The Origins of Sex is based on a vast amount of source material, and every body who has been into archives in order to find and use historical sources knows, that there is a lot of work behind any satisfactory end result. However, I would have very much appreciated a list of the literature and sources, at least of the most central ones. Now this information can only be found within the endnotes, which is not a very useful way if one would like to grasp an overview or aims at further research.

A special thanks has to go for the excellent index, which enables the use of the book for more detailed subject questions. There are nearly eighty illustrations to unwrap the world of ideal, desired, feared and disapproved representations of sexuality. Clearly, pornography was not invented during modern times – a fact that might even make teenagers more interested in history through this research.

As the basic theme of the book – controlling and enjoying sexuality – is no English invention but rather an all-European if not global phenomenon, it would have been a possibility to add some more comparative aspects. However, the writer now has succeeded in mastering his voluminous sources and avoided the quite likely danger of a too massive or detailed presentation. Actually, when coming to the end of book, one might wish for a second volume that would focus on the Victorian era and on the more resent developments of the 20th century.

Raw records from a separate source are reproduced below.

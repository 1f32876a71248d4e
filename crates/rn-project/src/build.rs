//! Turning panel documents into live sessions and back.

use rn_circuit::Session;
use rn_core::{ButtonId, CableId, ContactType, Id, NodeId, Pole, RelayId, Side};
use rn_graph::{
    ButtonContact, ButtonState, CoilType, Deviator, Junction, Node, NodeKind, OnOffSwitch,
    PowerSource, RelayCoil, RelayContact,
};

use crate::schema::{
    ButtonDef, ButtonStateDef, ButtonTableDef, CableDef, CableEndDef, CoilTypeDef, NodeDef,
    NodeKindDef, PanelDoc, RelayDef,
};
use crate::validate::{validate_panel, ValidationError};
use crate::{ProjectError, ProjectResult};

/// Document ids of the objects a session was built from, in document order.
#[derive(Debug, Clone, Default, PartialEq, Eq)]
pub struct PanelHandles {
    pub relays: Vec<(String, RelayId)>,
    pub buttons: Vec<(String, ButtonId)>,
    pub nodes: Vec<(String, NodeId)>,
    pub cables: Vec<(String, CableId)>,
}

fn find(table: &[(String, Id)], key: &str) -> Option<Id> {
    table.iter().find(|(k, _)| k == key).map(|(_, id)| *id)
}

fn name_of(table: &[(String, Id)], id: Id) -> Option<&str> {
    table.iter().find(|(_, v)| *v == id).map(|(k, _)| k.as_str())
}

impl PanelHandles {
    pub fn relay(&self, key: &str) -> Option<RelayId> {
        find(&self.relays, key)
    }

    pub fn button(&self, key: &str) -> Option<ButtonId> {
        find(&self.buttons, key)
    }

    pub fn node(&self, key: &str) -> Option<NodeId> {
        find(&self.nodes, key)
    }

    pub fn cable(&self, key: &str) -> Option<CableId> {
        find(&self.cables, key)
    }

    pub fn node_key(&self, id: NodeId) -> Option<&str> {
        name_of(&self.nodes, id)
    }

    pub fn relay_key(&self, id: RelayId) -> Option<&str> {
        name_of(&self.relays, id)
    }
}

fn missing(id: &str, context: &str) -> ValidationError {
    ValidationError::MissingReference {
        id: id.to_string(),
        context: context.to_string(),
    }
}

/// Build a session from a validated document.
///
/// Sources are added disabled and switched on once all wiring is in place,
/// in document order, which amounts to one full discovery pass.
pub fn build_session(doc: &PanelDoc) -> ProjectResult<(Session, PanelHandles)> {
    validate_panel(doc)?;

    let mut session = Session::new(doc.engine.clone());
    let mut handles = PanelHandles::default();

    for relay in &doc.relays {
        let id = session.add_relay(relay.name.clone(), relay.normally_up);
        handles.relays.push((relay.id.clone(), id));
    }
    for button in &doc.buttons {
        let id = session.add_button(button.name.clone());
        session.set_button_state(id, button.state.into())?;
        handles.buttons.push((button.id.clone(), id));
    }

    let mut sources = Vec::new();
    for node in &doc.nodes {
        let kind = node_kind(&node.id, &node.kind, &handles)?;
        let id = session.add_node(node.name.clone(), kind)?;
        if matches!(node.kind, NodeKindDef::PowerSource { enabled: true }) {
            sources.push(id);
        }
        handles.nodes.push((node.id.clone(), id));
    }

    for cable in &doc.cables {
        let id = session.add_cable(cable.mode);
        handles.cables.push((cable.id.clone(), id));
        for (side, end) in [(Side::A, &cable.a), (Side::B, &cable.b)] {
            let Some(end) = end else {
                continue;
            };
            let node = handles
                .node(&end.node)
                .ok_or_else(|| missing(&end.node, &format!("cable '{}'", cable.id)))?;
            for pole in &end.poles {
                session.attach_cable(node, end.contact, id, side, *pole)?;
            }
            for pole in &end.passthrough {
                session.set_passthrough(node, end.contact, *pole, true)?;
            }
        }
    }

    for source in sources {
        session.set_source_enabled(source, true)?;
    }
    Ok((session, handles))
}

fn deviator(swap: bool, flip: bool, central_connector: bool) -> Deviator {
    let mut d = Deviator::default();
    d.flip = flip;
    d.central_connector = central_connector;
    d.set_swap(swap);
    d
}

fn node_kind(node: &str, def: &NodeKindDef, handles: &PanelHandles) -> ProjectResult<NodeKind> {
    let relay = |key: &Option<String>| -> ProjectResult<Option<RelayId>> {
        key.as_deref()
            .map(|k| {
                handles
                    .relay(k)
                    .ok_or_else(|| ProjectError::from(missing(k, &format!("node '{node}' relay"))))
            })
            .transpose()
    };
    let kind = match def {
        // Enabled sources are switched on after wiring.
        NodeKindDef::PowerSource { .. } => NodeKind::PowerSource(PowerSource { enabled: false }),
        NodeKindDef::Switch { on } => NodeKind::Switch(OnOffSwitch { on: *on }),
        NodeKindDef::Junction { disabled_contact } => NodeKind::Junction(Junction {
            disabled_contact: *disabled_contact,
        }),
        NodeKindDef::RelayContact {
            relay: key,
            swap,
            flip,
            central_connector,
        } => {
            let mut rc = RelayContact::default();
            rc.relay = relay(key)?;
            rc.deviator = deviator(*swap, *flip, *central_connector);
            NodeKind::RelayContact(rc)
        }
        NodeKindDef::ButtonContact {
            button,
            swap,
            flip,
            central_connector,
            table,
        } => {
            let button = button
                .as_deref()
                .map(|k| {
                    handles
                        .button(k)
                        .ok_or_else(|| missing(k, &format!("node '{node}' button")))
                })
                .transpose()?;
            NodeKind::ButtonContact(ButtonContact {
                button,
                deviator: deviator(*swap, *flip, *central_connector),
                table: [table.up, table.down],
            })
        }
        NodeKindDef::RelayCoil {
            relay: key,
            relay_type,
            second_contact,
            delay_up_ms,
            delay_down_ms,
        } => NodeKind::RelayCoil(RelayCoil {
            relay: relay(key)?,
            coil_type: (*relay_type).into(),
            second_contact: *second_contact,
            delay_up_ms: *delay_up_ms,
            delay_down_ms: *delay_down_ms,
        }),
    };
    Ok(kind)
}

/// Describe the current state of a session as a document.
///
/// Objects not listed in `handles` (added after the build) get generated
/// keys. Source, switch, relay and button states are the live ones.
pub fn snapshot(name: &str, session: &Session, handles: &PanelHandles) -> PanelDoc {
    let mut doc = PanelDoc::new(name);
    doc.engine = session.config().clone();

    let mut handles = handles.clone();
    for (id, _) in session.relays() {
        if handles.relay_key(id).is_none() {
            handles.relays.push((format!("relay{id}"), id));
        }
    }
    for (id, _) in session.buttons() {
        if name_of(&handles.buttons, id).is_none() {
            handles.buttons.push((format!("button{id}"), id));
        }
    }
    for node in session.network().nodes() {
        if handles.node_key(node.id).is_none() {
            handles.nodes.push((format!("node{}", node.id), node.id));
        }
    }
    for cable in session.network().cables() {
        if name_of(&handles.cables, cable.id).is_none() {
            handles.cables.push((format!("cable{}", cable.id), cable.id));
        }
    }

    for (key, id) in &handles.relays {
        if let Some(relay) = session.relay(*id) {
            doc.relays.push(RelayDef {
                id: key.clone(),
                name: relay.name.clone(),
                normally_up: relay.normally_up,
            });
        }
    }
    for (key, id) in &handles.buttons {
        if let Some(button) = session.button(*id) {
            doc.buttons.push(ButtonDef {
                id: key.clone(),
                name: button.name.clone(),
                state: button.state.into(),
            });
        }
    }
    for (key, id) in &handles.nodes {
        if let Ok(node) = session.network().node(*id) {
            doc.nodes.push(NodeDef {
                id: key.clone(),
                name: node.name.clone(),
                kind: kind_def(&node.kind, &handles),
            });
        }
    }
    for (key, id) in &handles.cables {
        let Ok(cable) = session.network().cable(*id) else {
            continue;
        };
        let end = |side: Side| {
            let end = cable.get_node(side)?;
            let node = session.network().node(end.node).ok()?;
            Some(end_def(node, end.contact, &handles))
        };
        doc.cables.push(CableDef {
            id: key.clone(),
            mode: cable.mode,
            a: end(Side::A),
            b: end(Side::B),
        });
    }
    doc
}

fn end_def(node: &Node, contact: usize, handles: &PanelHandles) -> CableEndDef {
    let types = node
        .contact(contact)
        .map(|c| Pole::BOTH.map(|p| c.contact_type(p)))
        .unwrap_or_default();
    let poles_where = |pred: fn(ContactType) -> bool| {
        Pole::BOTH
            .into_iter()
            .zip(types)
            .filter(|(_, t)| pred(*t))
            .map(|(p, _)| p)
            .collect::<Vec<_>>()
    };
    CableEndDef {
        node: handles
            .node_key(node.id)
            .map(str::to_string)
            .unwrap_or_else(|| format!("node{}", node.id)),
        contact,
        poles: poles_where(ContactType::is_connected),
        passthrough: poles_where(|t| t == ContactType::Passthrough),
    }
}

fn kind_def(kind: &NodeKind, handles: &PanelHandles) -> NodeKindDef {
    let relay_key = |id: Option<RelayId>| id.and_then(|r| handles.relay_key(r)).map(str::to_string);
    match kind {
        NodeKind::PowerSource(s) => NodeKindDef::PowerSource { enabled: s.enabled },
        NodeKind::Switch(s) => NodeKindDef::Switch { on: s.on },
        NodeKind::Junction(j) => NodeKindDef::Junction {
            disabled_contact: j.disabled_contact,
        },
        NodeKind::RelayContact(rc) => NodeKindDef::RelayContact {
            relay: relay_key(rc.relay),
            swap: rc.deviator.swap(),
            flip: rc.deviator.flip,
            central_connector: rc.deviator.central_connector,
        },
        NodeKind::ButtonContact(bc) => NodeKindDef::ButtonContact {
            button: bc
                .button
                .and_then(|b| name_of(&handles.buttons, b))
                .map(str::to_string),
            swap: bc.deviator.swap(),
            flip: bc.deviator.flip,
            central_connector: bc.deviator.central_connector,
            table: ButtonTableDef {
                up: bc.table[0],
                down: bc.table[1],
            },
        },
        NodeKind::RelayCoil(c) => NodeKindDef::RelayCoil {
            relay: relay_key(c.relay),
            relay_type: c.coil_type.into(),
            second_contact: c.second_contact,
            delay_up_ms: c.delay_up_ms,
            delay_down_ms: c.delay_down_ms,
        },
    }
}

impl From<ButtonStateDef> for ButtonState {
    fn from(def: ButtonStateDef) -> Self {
        match def {
            ButtonStateDef::Normal => ButtonState::Normal,
            ButtonStateDef::Pressed => ButtonState::Pressed,
            ButtonStateDef::Extracted => ButtonState::Extracted,
        }
    }
}

impl From<ButtonState> for ButtonStateDef {
    fn from(state: ButtonState) -> Self {
        match state {
            ButtonState::Normal => ButtonStateDef::Normal,
            ButtonState::Pressed => ButtonStateDef::Pressed,
            ButtonState::Extracted => ButtonStateDef::Extracted,
        }
    }
}

impl From<CoilTypeDef> for CoilType {
    fn from(def: CoilTypeDef) -> Self {
        match def {
            CoilTypeDef::Normal => CoilType::Normal,
            CoilTypeDef::Polarized => CoilType::Polarized,
            CoilTypeDef::PolarizedInverted => CoilType::PolarizedInverted,
        }
    }
}

impl From<CoilType> for CoilTypeDef {
    fn from(t: CoilType) -> Self {
        match t {
            CoilType::Normal => CoilTypeDef::Normal,
            CoilType::Polarized => CoilTypeDef::Polarized,
            CoilType::PolarizedInverted => CoilTypeDef::PolarizedInverted,
        }
    }
}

As it seems, and as Dabhoiwala argues, the growing openness towards sexuality and its societal and legal implications in the course of the eighteenth century, could be called “the first sexual revolution”. Unquestionably this was mainly a masculine celebration of increasing heterosexual freedom. That there was need for a second “revolution” in the 1960’s is related to the developments of the nineteenth century and the gender inequality that the Enlightenment had left unsolved.